• [ACTION ITEM]
Would you return every line of the listing below that has "message" in it?

-----

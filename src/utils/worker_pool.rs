use std::any::type_name;
use std::collections::HashMap;
use std::fmt::Debug;
use std::future::Future;
use std::sync::Arc;
use std::time::Duration;

use tokio::sync::{broadcast, mpsc};
use tokio::task::JoinHandle;
use tokio::time;
use tracing::{debug, error, trace, warn};

use crate::{AppError, AppResult, Shutdown};

/// Handler trait for processing queued tasks
pub trait PoolHandler<T>: Clone + Send + 'static + Sync {
    /// Handle the task
    fn handle(&self, task: T) -> impl Future<Output = ()> + Send;
}

/// Worker Pool Config Parameters
#[derive(Debug, Clone)]
pub struct WorkerPoolConfig {
    /// Channel Capacity
    pub channel_capacity: usize,
    /// Channel Number
    pub num_channels: i8,
    /// Monitor Interval
    pub monitor_interval: Duration,
    /// Worker Check Timeout param
    pub worker_check_timeout: Duration,
}

impl Default for WorkerPoolConfig {
    fn default() -> Self {
        Self {
            channel_capacity: 1024,
            num_channels: 4,
            monitor_interval: Duration::from_secs(5),
            worker_check_timeout: Duration::from_millis(200),
        }
    }
}

/// A pool of bounded per-worker queues decoupling producers from the socket
/// send path.
///
/// Each channel has its own dedicated worker, so tasks routed to one channel
/// are processed sequentially; routing by connection id keeps the per
/// connection order. The bounded channels are the engine's backpressure
/// boundary: [`send`](OutboundWorkerPool::send) awaits space while
/// [`try_send`](OutboundWorkerPool::try_send) fails fast, caller's choice.
#[derive(Debug)]
pub struct OutboundWorkerPool<T> {
    notify_shutdown: broadcast::Sender<()>,
    _shutdown_complete_tx: mpsc::Sender<()>,
    channels: Arc<HashMap<i8, TaskChannel<T>>>,
    config: WorkerPoolConfig,
}

/// represent a task channel
#[derive(Debug)]
struct TaskChannel<T> {
    sender: async_channel::Sender<T>,
    receiver: async_channel::Receiver<T>,
}

/// represent a running worker
#[derive(Debug)]
struct Worker {
    id: i8,
    handle: JoinHandle<()>,
}

impl<T: Send + Debug + 'static> OutboundWorkerPool<T> {
    pub fn new<H: PoolHandler<T>>(
        notify_shutdown: broadcast::Sender<()>,
        shutdown_complete_tx: mpsc::Sender<()>,
        handler: H,
        config: WorkerPoolConfig,
    ) -> Self {
        let channels =
            Self::spawn_channels_with_monitor(config.clone(), notify_shutdown.clone(), handler);

        Self {
            notify_shutdown,
            _shutdown_complete_tx: shutdown_complete_tx,
            channels,
            config,
        }
    }

    /// Queues a task on the given channel, awaiting space when it is full.
    pub async fn send(&self, task: T, channel_id: i8) -> AppResult<()> {
        self.channel(channel_id)?
            .sender
            .send(task)
            .await
            .map_err(|e| AppError::ChannelSendError(e.to_string()))
    }

    /// Queues a task without waiting; a full channel is an error the caller
    /// handles, this is the explicit backpressure signal.
    pub fn try_send(&self, task: T, channel_id: i8) -> AppResult<()> {
        self.channel(channel_id)?.sender.try_send(task).map_err(|e| {
            AppError::ChannelSendError(format!("outbound channel {}: {}", channel_id, e))
        })
    }

    /// The channel a routing key lands on.
    pub fn channel_for(&self, key: u64) -> i8 {
        (key % self.channels.len() as u64) as i8
    }

    pub fn get_pool_config(&self) -> &WorkerPoolConfig {
        &self.config
    }

    /// Get channel count
    pub fn channel_count(&self) -> usize {
        self.channels.len()
    }

    fn channel(&self, channel_id: i8) -> AppResult<&TaskChannel<T>> {
        self.channels.get(&channel_id).ok_or_else(|| {
            AppError::InvalidValue(format!("outbound channel id: {}", channel_id))
        })
    }

    fn spawn_channels_with_monitor<H: PoolHandler<T>>(
        config: WorkerPoolConfig,
        notify_shutdown: broadcast::Sender<()>,
        handler: H,
    ) -> Arc<HashMap<i8, TaskChannel<T>>> {
        let mut workers = Vec::with_capacity(config.num_channels as usize);
        let mut channels = HashMap::with_capacity(config.num_channels as usize);

        // Create a dedicated worker for each channel
        for id in 0..config.num_channels {
            let (sender, receiver) = async_channel::bounded(config.channel_capacity);
            let worker = Self::spawn_worker(
                id,
                handler.clone(),
                notify_shutdown.clone(),
                receiver.clone(),
            );
            workers.push(worker);
            channels.insert(id, TaskChannel { sender, receiver });
        }

        let channels = Arc::new(channels);

        // Start monitor
        Self::spawn_monitor(
            workers,
            channels.clone(),
            notify_shutdown,
            handler,
            config,
        );

        channels
    }

    fn spawn_worker<H: PoolHandler<T>>(
        id: i8,
        handler: H,
        notify_shutdown: broadcast::Sender<()>,
        receiver: async_channel::Receiver<T>,
    ) -> Worker {
        let mut shutdown = Shutdown::new(notify_shutdown.subscribe());

        let handle = tokio::spawn(async move {
            debug!("outbound worker {id} started");

            loop {
                tokio::select! {
                    Ok(task) = receiver.recv() => {
                        handler.handle(task).await;
                    }
                    _ = shutdown.recv() => {
                        debug!("outbound worker {id} shutting down");
                        break;
                    }
                }
            }
        });

        Worker { id, handle }
    }

    /// Restarts any worker that panicked so a poison task cannot silence its
    /// channel; the channel itself, and the backlog in it, survive the
    /// restart.
    fn spawn_monitor<H: PoolHandler<T>>(
        mut workers: Vec<Worker>,
        channels: Arc<HashMap<i8, TaskChannel<T>>>,
        notify_shutdown: broadcast::Sender<()>,
        handler: H,
        config: WorkerPoolConfig,
    ) {
        tokio::spawn(async move {
            let mut interval = time::interval(config.monitor_interval);
            let mut shutdown = Shutdown::new(notify_shutdown.subscribe());

            loop {
                tokio::select! {
                    _ = shutdown.recv() => {
                        debug!("outbound worker monitor received shutdown signal");
                        break;
                    }
                    _ = interval.tick() => {
                        for worker in &mut workers {
                            match time::timeout(config.worker_check_timeout, &mut worker.handle).await {
                                Ok(join_result) => {
                                    match join_result {
                                        Ok(_) => {
                                            warn!("outbound worker {} completed unexpectedly", worker.id);
                                        }
                                        Err(err) => {
                                            if err.is_panic() {
                                                Self::log_worker_panic(worker.id, err);
                                            } else {
                                                error!("outbound worker {} failed with non-panic error", worker.id);
                                            }
                                        }
                                    }

                                    warn!("outbound worker {} failed, restarting...", worker.id);
                                    *worker = Self::spawn_worker(
                                        worker.id,
                                        handler.clone(),
                                        notify_shutdown.clone(),
                                        channels.get(&worker.id).expect("channel not found").receiver.clone(),
                                    );
                                    debug!("outbound worker {} restarted", worker.id);
                                }
                                Err(_) => {
                                    trace!("outbound worker {} is running", worker.id);
                                }
                            }
                        }
                    }
                }
            }
            debug!("outbound worker monitor exiting");
        });
    }

    fn log_worker_panic(worker_id: i8, err: tokio::task::JoinError) {
        let payload = err.into_panic();
        if let Some(message) = payload.downcast_ref::<&'static str>() {
            error!("outbound worker {worker_id} panicked with message: {message}");
        } else if let Some(message) = payload.downcast_ref::<String>() {
            error!("outbound worker {worker_id} panicked with message: {message}");
        } else {
            error!(
                "outbound worker {worker_id} panicked with an unknown type: {}",
                get_type_name(&payload)
            );
        }
    }
}

#[inline]
fn get_type_name<R>(_: &R) -> &'static str {
    type_name::<R>()
}

#[cfg(test)]
mod tests {
    use std::sync::atomic::{AtomicI32, Ordering};

    use super::*;

    #[derive(Clone)]
    struct TestHandler {
        counter: Arc<AtomicI32>,
    }

    impl PoolHandler<i32> for TestHandler {
        fn handle(&self, task: i32) -> impl Future<Output = ()> + Send {
            let counter = self.counter.clone();
            async move {
                counter.fetch_add(task, Ordering::SeqCst);
            }
        }
    }

    #[tokio::test]
    async fn test_worker_pool() {
        let (notify_shutdown, _) = broadcast::channel(1);
        let (shutdown_complete_tx, _) = mpsc::channel(1);

        let handler = TestHandler {
            counter: Arc::new(AtomicI32::new(0)),
        };

        let config = WorkerPoolConfig {
            channel_capacity: 10,
            num_channels: 2,
            monitor_interval: Duration::from_millis(100),
            worker_check_timeout: Duration::from_millis(50),
        };

        let pool = OutboundWorkerPool::new(
            notify_shutdown,
            shutdown_complete_tx,
            handler.clone(),
            config,
        );

        pool.send(1, 0).await.unwrap();
        pool.send(2, 1).await.unwrap();

        tokio::time::sleep(Duration::from_millis(200)).await;

        assert_eq!(handler.counter.load(Ordering::SeqCst), 3);
    }

    #[tokio::test]
    async fn test_try_send_reports_full_channel() {
        let (notify_shutdown, _) = broadcast::channel(1);
        let (shutdown_complete_tx, _) = mpsc::channel(1);

        #[derive(Clone)]
        struct StallHandler;

        impl PoolHandler<i32> for StallHandler {
            fn handle(&self, _task: i32) -> impl Future<Output = ()> + Send {
                async move {
                    tokio::time::sleep(Duration::from_secs(60)).await;
                }
            }
        }

        let config = WorkerPoolConfig {
            channel_capacity: 1,
            num_channels: 1,
            monitor_interval: Duration::from_secs(5),
            worker_check_timeout: Duration::from_millis(50),
        };

        let pool =
            OutboundWorkerPool::new(notify_shutdown, shutdown_complete_tx, StallHandler, config);

        // the first task stalls its worker, the second fills the channel
        pool.send(1, 0).await.unwrap();
        tokio::time::sleep(Duration::from_millis(50)).await;
        pool.send(2, 0).await.unwrap();

        let err = pool.try_send(3, 0).unwrap_err();
        assert!(matches!(err, AppError::ChannelSendError(_)));

        assert!(pool.try_send(4, 99).is_err());
    }

    #[tokio::test]
    async fn test_worker_panic_recovery() {
        let (notify_shutdown, _) = broadcast::channel(1);
        let (shutdown_complete_tx, _) = mpsc::channel(1);

        #[derive(Clone)]
        struct PanicHandler;

        impl PoolHandler<bool> for PanicHandler {
            fn handle(&self, should_panic: bool) -> impl Future<Output = ()> + Send {
                async move {
                    if should_panic {
                        panic!("Test panic");
                    }
                }
            }
        }

        let config = WorkerPoolConfig {
            channel_capacity: 10,
            num_channels: 1,
            monitor_interval: Duration::from_millis(100),
            worker_check_timeout: Duration::from_millis(50),
        };

        let pool = OutboundWorkerPool::new(
            notify_shutdown,
            shutdown_complete_tx,
            PanicHandler,
            config,
        );

        pool.send(true, 0).await.unwrap();

        // wait for the monitor to restart the worker
        tokio::time::sleep(Duration::from_millis(300)).await;

        // the restarted worker keeps draining its channel
        pool.send(false, 0).await.unwrap();
    }

    #[test]
    fn test_channel_routing_is_stable() {
        let (notify_shutdown, _) = broadcast::channel(1);
        let (shutdown_complete_tx, _) = mpsc::channel(1);
        let rt = tokio::runtime::Builder::new_current_thread()
            .enable_all()
            .build()
            .unwrap();
        let _guard = rt.enter();

        let handler = TestHandler {
            counter: Arc::new(AtomicI32::new(0)),
        };
        let config = WorkerPoolConfig {
            num_channels: 4,
            ..WorkerPoolConfig::default()
        };
        let pool =
            OutboundWorkerPool::new(notify_shutdown, shutdown_complete_tx, handler, config);

        assert_eq!(pool.channel_count(), 4);
        assert_eq!(pool.channel_for(7), pool.channel_for(7));
        assert!((pool.channel_for(u64::MAX) as usize) < pool.channel_count());
    }
}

-----

• [EXERCISE SOLUTION]
        if let Some(message) = payload.downcast_ref::<&'static str>() {
            error!("outbound worker {worker_id} panicked with message: {message}");
        } else if let Some(message) = payload.downcast_ref::<String>() {
            error!("outbound worker {worker_id} panicked with message: {message}");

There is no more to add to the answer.